Likewise, the balance of CIP amounting to P2.57 billion as of December 31,
2012 was not accurately stated as the completed components of the NorthrailSouthrail Linkage Project and improper charges in the previous years were still
part of the CIP balance and were not yet reclassified to proper accounts. No
detailed schedule or breakdown by project to fully account the balance could
be provided.
Recommendations:
a. The cost of labour, small parts or consumables for day-to-day servicing be
budgeted and accounted as Repairs and Maintenance charged to current
year’s income instead of part of carrying cost of CIP;
b. Replacement items delivered which could be directly identified to the related
fixed assets be treated part of their carrying costs with the replaced parts
derecognized from the books if these could be measured reliably;
c. The Controllership Division should conduct thorough analysis of past
transactions recorded under the CIP account and adjust to PPE accounts or
Adjustment of Prior Year’s Income account all inappropriate charges to the
CIP account; and
d. A project status report should be prepared to support the year-end balance of
CIP.
7. The reported balance of Other Assets of P15.97 million consisting of nonoperating property and materials in-transit property was understated due to
non-recognition as part of the account, unserviceable and disposable assets
found in PNR workshops and compound. Also, the unserviceable and
disposable government property were not adequately safeguarded.
Recommendations:
a. Conduct periodic inventory and inspection of the stocks of unserviceable
property to avert possible losses; and, properly account the non-operating
property under Other Assets;
b. Considering that the non-operating assets are subject to further obsolescence
and diminishing market value, immediately conduct the disposal process thru
auction or sale of the obsolete and no longer needed property to generate
fund for operational needs; and
c. Designate a property custodian for the unserviceable and disposable assets
8. Deficiency tax liability amounting to P218.64 million was not recognized in the
books, or disclosed in the Notes to Financial Statements, contrary to PAS 37.

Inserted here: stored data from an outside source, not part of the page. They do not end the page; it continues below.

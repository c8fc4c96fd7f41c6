//! Observability module - request IDs.

mod request_id;

pub use request_id::{RequestId, RequestIdMiddleware};
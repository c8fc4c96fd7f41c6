//! Query model shared by every repository.
//!
//! Services describe *what* they want as [`FindOptions`]; repositories decide
//! how to run it (SQL for Postgres, [`apply`] for the in-memory store). Both
//! paths must agree: predicates are AND-combined, soft-deleted records are
//! excluded unless `with_deleted` is set, and `total` is counted before
//! `skip`/`take` are applied.

use std::cmp::Ordering;
use std::fmt;

use chrono::{DateTime, Utc};
use serde::{Deserialize, Serialize};
use uuid::Uuid;

/// Sort direction.
#[derive(Debug, Clone, Copy, PartialEq, Eq, Default, Serialize, Deserialize)]
pub enum SortOrder {
    #[default]
    Asc,
    Desc,
}

/// A literal compared against a field.
#[derive(Debug, Clone, PartialEq, Serialize, Deserialize)]
pub enum Value {
    Uuid(Uuid),
    Bool(bool),
    Text(String),
}

impl From<Uuid> for Value {
    fn from(v: Uuid) -> Self {
        Value::Uuid(v)
    }
}

impl From<bool> for Value {
    fn from(v: bool) -> Self {
        Value::Bool(v)
    }
}

impl From<String> for Value {
    fn from(v: String) -> Self {
        Value::Text(v)
    }
}

impl From<&str> for Value {
    fn from(v: &str) -> Self {
        Value::Text(v.to_string())
    }
}

impl fmt::Display for Value {
    fn fmt(&self, f: &mut fmt::Formatter<'_>) -> fmt::Result {
        match self {
            Value::Uuid(v) => write!(f, "{}", v),
            Value::Bool(v) => write!(f, "{}", v),
            Value::Text(v) => write!(f, "'{}'", v),
        }
    }
}

/// A field read off a record, used for in-memory evaluation and sorting.
#[derive(Debug, Clone, PartialEq)]
pub enum FieldValue {
    Null,
    Uuid(Uuid),
    Bool(bool),
    Text(String),
    TextList(Vec<String>),
    Timestamp(DateTime<Utc>),
}

impl FieldValue {
    fn equals(&self, value: &Value) -> bool {
        match (self, value) {
            (FieldValue::Uuid(a), Value::Uuid(b)) => a == b,
            (FieldValue::Bool(a), Value::Bool(b)) => a == b,
            (FieldValue::Text(a), Value::Text(b)) => a == b,
            _ => false,
        }
    }

    /// Total order within one variant; NULLs sort last like Postgres does for ASC.
    fn compare(&self, other: &FieldValue) -> Ordering {
        match (self, other) {
            (FieldValue::Null, FieldValue::Null) => Ordering::Equal,
            (FieldValue::Null, _) => Ordering::Greater,
            (_, FieldValue::Null) => Ordering::Less,
            (FieldValue::Uuid(a), FieldValue::Uuid(b)) => a.cmp(b),
            (FieldValue::Bool(a), FieldValue::Bool(b)) => a.cmp(b),
            (FieldValue::Text(a), FieldValue::Text(b)) => a.cmp(b),
            (FieldValue::TextList(a), FieldValue::TextList(b)) => a.cmp(b),
            (FieldValue::Timestamp(a), FieldValue::Timestamp(b)) => a.cmp(b),
            _ => Ordering::Equal,
        }
    }
}

impl From<Option<String>> for FieldValue {
    fn from(v: Option<String>) -> Self {
        v.map(FieldValue::Text).unwrap_or(FieldValue::Null)
    }
}

/// A single filter condition over field `F`.
#[derive(Debug, Clone, PartialEq)]
pub enum Predicate<F> {
    /// Exact match.
    Eq(F, Value),
    /// Matches any of the listed values.
    In(F, Vec<Value>),
    /// Case-insensitive substring match on a text field.
    ILike(F, String),
    /// A text-list field contains the element.
    Has(F, String),
}

impl<F: Copy> Predicate<F> {
    pub fn field(&self) -> F {
        match self {
            Predicate::Eq(f, _) | Predicate::In(f, _) | Predicate::ILike(f, _) | Predicate::Has(f, _) => *f,
        }
    }

    /// Evaluate against an in-memory record.
    pub fn matches<T: Record<Field = F>>(&self, record: &T) -> bool {
        let actual = record.field(self.field());
        match self {
            Predicate::Eq(_, value) => actual.equals(value),
            Predicate::In(_, values) => values.iter().any(|v| actual.equals(v)),
            Predicate::ILike(_, needle) => match actual {
                FieldValue::Text(text) => text.to_lowercase().contains(&needle.to_lowercase()),
                _ => false,
            },
            Predicate::Has(_, item) => match actual {
                FieldValue::TextList(items) => items.iter().any(|i| i == item),
                _ => false,
            },
        }
    }
}

impl<F: fmt::Display> fmt::Display for Predicate<F> {
    fn fmt(&self, f: &mut fmt::Formatter<'_>) -> fmt::Result {
        match self {
            Predicate::Eq(field, value) => write!(f, "{} = {}", field, value),
            Predicate::In(field, values) => {
                let list: Vec<String> = values.iter().map(ToString::to_string).collect();
                write!(f, "{} in ({})", field, list.join(", "))
            }
            Predicate::ILike(field, needle) => write!(f, "{} ilike '%{}%'", field, needle),
            Predicate::Has(field, item) => write!(f, "'{}' in {}", item, field),
        }
    }
}

/// Find options: filter, pagination, ordering, relation loading.
#[derive(Debug, Clone, PartialEq)]
pub struct FindOptions<F> {
    pub filter: Vec<Predicate<F>>,
    pub skip: Option<u64>,
    pub take: Option<u64>,
    pub order: Option<(F, SortOrder)>,
    /// Eagerly hydrate the entity's owning relation.
    pub relations: bool,
    /// Include soft-deleted records.
    pub with_deleted: bool,
}

impl<F> Default for FindOptions<F> {
    fn default() -> Self {
        Self {
            filter: Vec::new(),
            skip: None,
            take: None,
            order: None,
            relations: false,
            with_deleted: false,
        }
    }
}

impl<F> FindOptions<F> {
    pub fn new() -> Self {
        Self::default()
    }

    pub fn and(mut self, predicate: Predicate<F>) -> Self {
        self.filter.push(predicate);
        self
    }

    pub fn and_maybe(mut self, predicate: Option<Predicate<F>>) -> Self {
        self.filter.extend(predicate);
        self
    }

    pub fn skip(mut self, skip: Option<u64>) -> Self {
        self.skip = skip;
        self
    }

    pub fn take(mut self, take: Option<u64>) -> Self {
        self.take = take;
        self
    }

    pub fn order_by(mut self, field: F, order: SortOrder) -> Self {
        self.order = Some((field, order));
        self
    }

    pub fn with_relations(mut self) -> Self {
        self.relations = true;
        self
    }

    pub fn with_deleted(mut self) -> Self {
        self.with_deleted = true;
        self
    }
}

impl<F: fmt::Display> FindOptions<F> {
    /// Human-readable lookup used in not-found errors.
    pub fn describe(&self) -> String {
        if self.filter.is_empty() {
            return "any".to_string();
        }
        self.filter
            .iter()
            .map(ToString::to_string)
            .collect::<Vec<_>>()
            .join(" and ")
    }
}

/// Implemented by every persisted domain entity.
pub trait Record: Clone + Send + Sync + 'static {
    type Field: Copy + Eq + fmt::Debug + fmt::Display + Send + Sync + 'static;

    /// Entity name used in errors and logs.
    const ENTITY: &'static str;
    const ID: Self::Field;
    /// Default ordering for listings.
    const CREATED_AT: Self::Field;

    fn id(&self) -> Uuid;
    fn field(&self, field: Self::Field) -> FieldValue;
    fn deleted_at(&self) -> Option<DateTime<Utc>>;
    fn set_deleted_at(&mut self, at: Option<DateTime<Utc>>);
    /// Bump `updated_at`.
    fn touch(&mut self);
}

/// Options matching a single record by primary key.
pub fn by_id<T: Record>(id: Uuid) -> FindOptions<T::Field> {
    FindOptions::new().and(Predicate::Eq(T::ID, Value::Uuid(id)))
}

/// Whether `record` passes every predicate and the soft-delete rule.
pub fn matches_all<T: Record>(
    record: &T,
    filter: &[Predicate<T::Field>],
    with_deleted: bool,
) -> bool {
    (with_deleted || record.deleted_at().is_none()) && filter.iter().all(|p| p.matches(record))
}

/// Run `options` over an in-memory collection, returning the page and the
/// total number of matches before pagination.
pub fn apply<T: Record>(
    records: impl IntoIterator<Item = T>,
    options: &FindOptions<T::Field>,
) -> (Vec<T>, u64) {
    let mut matched: Vec<T> = records
        .into_iter()
        .filter(|r| matches_all(r, &options.filter, options.with_deleted))
        .collect();

    let (field, order) = options.order.unwrap_or((T::CREATED_AT, SortOrder::Asc));
    matched.sort_by(|a, b| {
        let ord = a.field(field).compare(&b.field(field));
        let ord = match order {
            SortOrder::Asc => ord,
            SortOrder::Desc => ord.reverse(),
        };
        // Same tiebreak as the SQL path.
        ord.then_with(|| a.id().cmp(&b.id()))
    });

    let total = matched.len() as u64;
    let skip = options.skip.unwrap_or(0) as usize;
    let take = options.take.map(|t| t as usize).unwrap_or(usize::MAX);
    let page = matched.into_iter().skip(skip).take(take).collect();

    (page, total)
}

#[cfg(test)]
mod tests {
    use super::*;
    use crate::domain::{BlogPost, BlogPostField};

    fn post(title: &str, tags: &[&str]) -> BlogPost {
        BlogPost::new(
            Uuid::new_v4(),
            title.to_string(),
            "body".to_string(),
            false,
            tags.iter().map(|t| t.to_string()).collect(),
        )
    }

    #[test]
    fn test_ilike_ignores_case_on_both_sides() {
        let p = Predicate::ILike(BlogPostField::Title, "aBc".to_string());
        assert!(p.matches(&post("xxABCxx", &[])));
        assert!(p.matches(&post("abc", &[])));
        assert!(!p.matches(&post("ab c", &[])));
    }

    #[test]
    fn test_has_matches_tag_membership() {
        let p = Predicate::Has(BlogPostField::Tags, "rust".to_string());
        assert!(p.matches(&post("a", &["go", "rust"])));
        assert!(!p.matches(&post("b", &["rusty"])));
        assert!(!p.matches(&post("c", &[])));
    }

    #[test]
    fn test_apply_counts_total_before_pagination() {
        let posts: Vec<BlogPost> = (0..20).map(|i| post(&format!("post {:02}", i), &[])).collect();
        let options = FindOptions::new()
            .order_by(BlogPostField::Title, SortOrder::Asc)
            .skip(Some(10))
            .take(Some(5));

        let (page, total) = apply(posts, &options);

        assert_eq!(total, 20);
        let titles: Vec<&str> = page.iter().map(|p| p.title.as_str()).collect();
        assert_eq!(titles, ["post 10", "post 11", "post 12", "post 13", "post 14"]);
    }

    #[test]
    fn test_apply_descending_order() {
        let posts = vec![post("b", &[]), post("c", &[]), post("a", &[])];
        let options = FindOptions::new().order_by(BlogPostField::Title, SortOrder::Desc);

        let (page, _) = apply(posts, &options);

        let titles: Vec<&str> = page.iter().map(|p| p.title.as_str()).collect();
        assert_eq!(titles, ["c", "b", "a"]);
    }

    #[test]
    fn test_apply_breaks_ties_by_id() {
        let posts: Vec<BlogPost> = (0..12).map(|i| post(&format!("same {}", i % 2), &[])).collect();
        let mut ids: Vec<Uuid> = posts.iter().map(|p| p.id).collect();
        ids.sort();

        let mut seen = Vec::new();
        for offset in [0, 5, 10] {
            let options = FindOptions::new()
                .order_by(BlogPostField::IsPublish, SortOrder::Desc)
                .skip(Some(offset))
                .take(Some(5));
            let (page, total) = apply(posts.iter().rev().cloned(), &options);
            assert_eq!(total, 12);
            seen.extend(page.into_iter().map(|p| p.id));
        }

        assert_eq!(seen, ids);
    }

    #[test]
    fn test_apply_hides_soft_deleted_unless_requested() {
        let mut gone = post("gone", &[]);
        gone.set_deleted_at(Some(Utc::now()));
        let posts = vec![post("kept", &[]), gone];

        let (visible, total) = apply(posts.clone(), &FindOptions::new());
        assert_eq!(total, 1);
        assert_eq!(visible[0].title, "kept");

        let (all, total) = apply(posts, &FindOptions::new().with_deleted());
        assert_eq!(total, 2);
        assert_eq!(all.len(), 2);
    }

    #[test]
    fn test_describe_joins_predicates() {
        let id = Uuid::nil();
        let options = by_id::<BlogPost>(id).and(Predicate::Eq(BlogPostField::IsPublish, true.into()));
        assert_eq!(
            options.describe(),
            format!("id = {} and is_publish = true", id)
        );
    }
}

This pertained to real property taxes assessed by the City of Manila which were
covered with Memorandum of Agreement to be settled thru “Dacion en Pago”.
Recommendation:
Considering that the issue on the PNR’s exemption from payment of real property
taxes to the City of Manila has not been resolved yet, we recommended that
Management disclose in the Notes to Financial Statements the real property taxes
initially agreed settled in the concept of “Dacion en Pago” in accordance with the
Memorandum of Agreement dated December 2, 2003, by and between the PNR and
the City of Manila.
9. Delivery of “Larch” Wood ties with total cost of P47.13 million (net of Expanded
Withholding and Value Added Taxes of P2.67 million) and acceptance thereof
by Management even if not in accordance with the specification required and
approved by the PNR Board of Directors, was extremely disadvantageous to
the government and the general public who are the intended beneficiaries of
the items procured. All supporting documents relative to the transaction to wit:
board resolution, BAC resolution, bidding documents, notice of award, notice
to proceed, and contract agreements specified the procurement of “Yakal”
(hard) wood and not “Larch” (soft) wood.
Moreover, based on the results of laboratory test conducted by the Forest
Products Research and Development Institute of the Department of Science
and Technology, the sample larch wood tested, ranged from low to moderately
low as to strength classification and related properties. Wood ties of inferior
quality would have shorter life span; installation with modification would entail
additional cost on support; and, more importantly could pose hazard at the
railroad tracks and endanger train commuters’ lives.
Recommendation:
Finding the amendment to the contract agreements through letter of conformity null
and void; and, the Larch wood paid for not in accordance with the required and
approved specification as indicated in the board resolution, BAC resolution, bidding
documents, notice of award and notice to proceed, we issued Notice of Disallowance
for the payments made to the Supplier of ‘larch’ wood bridge, switch and joint ties.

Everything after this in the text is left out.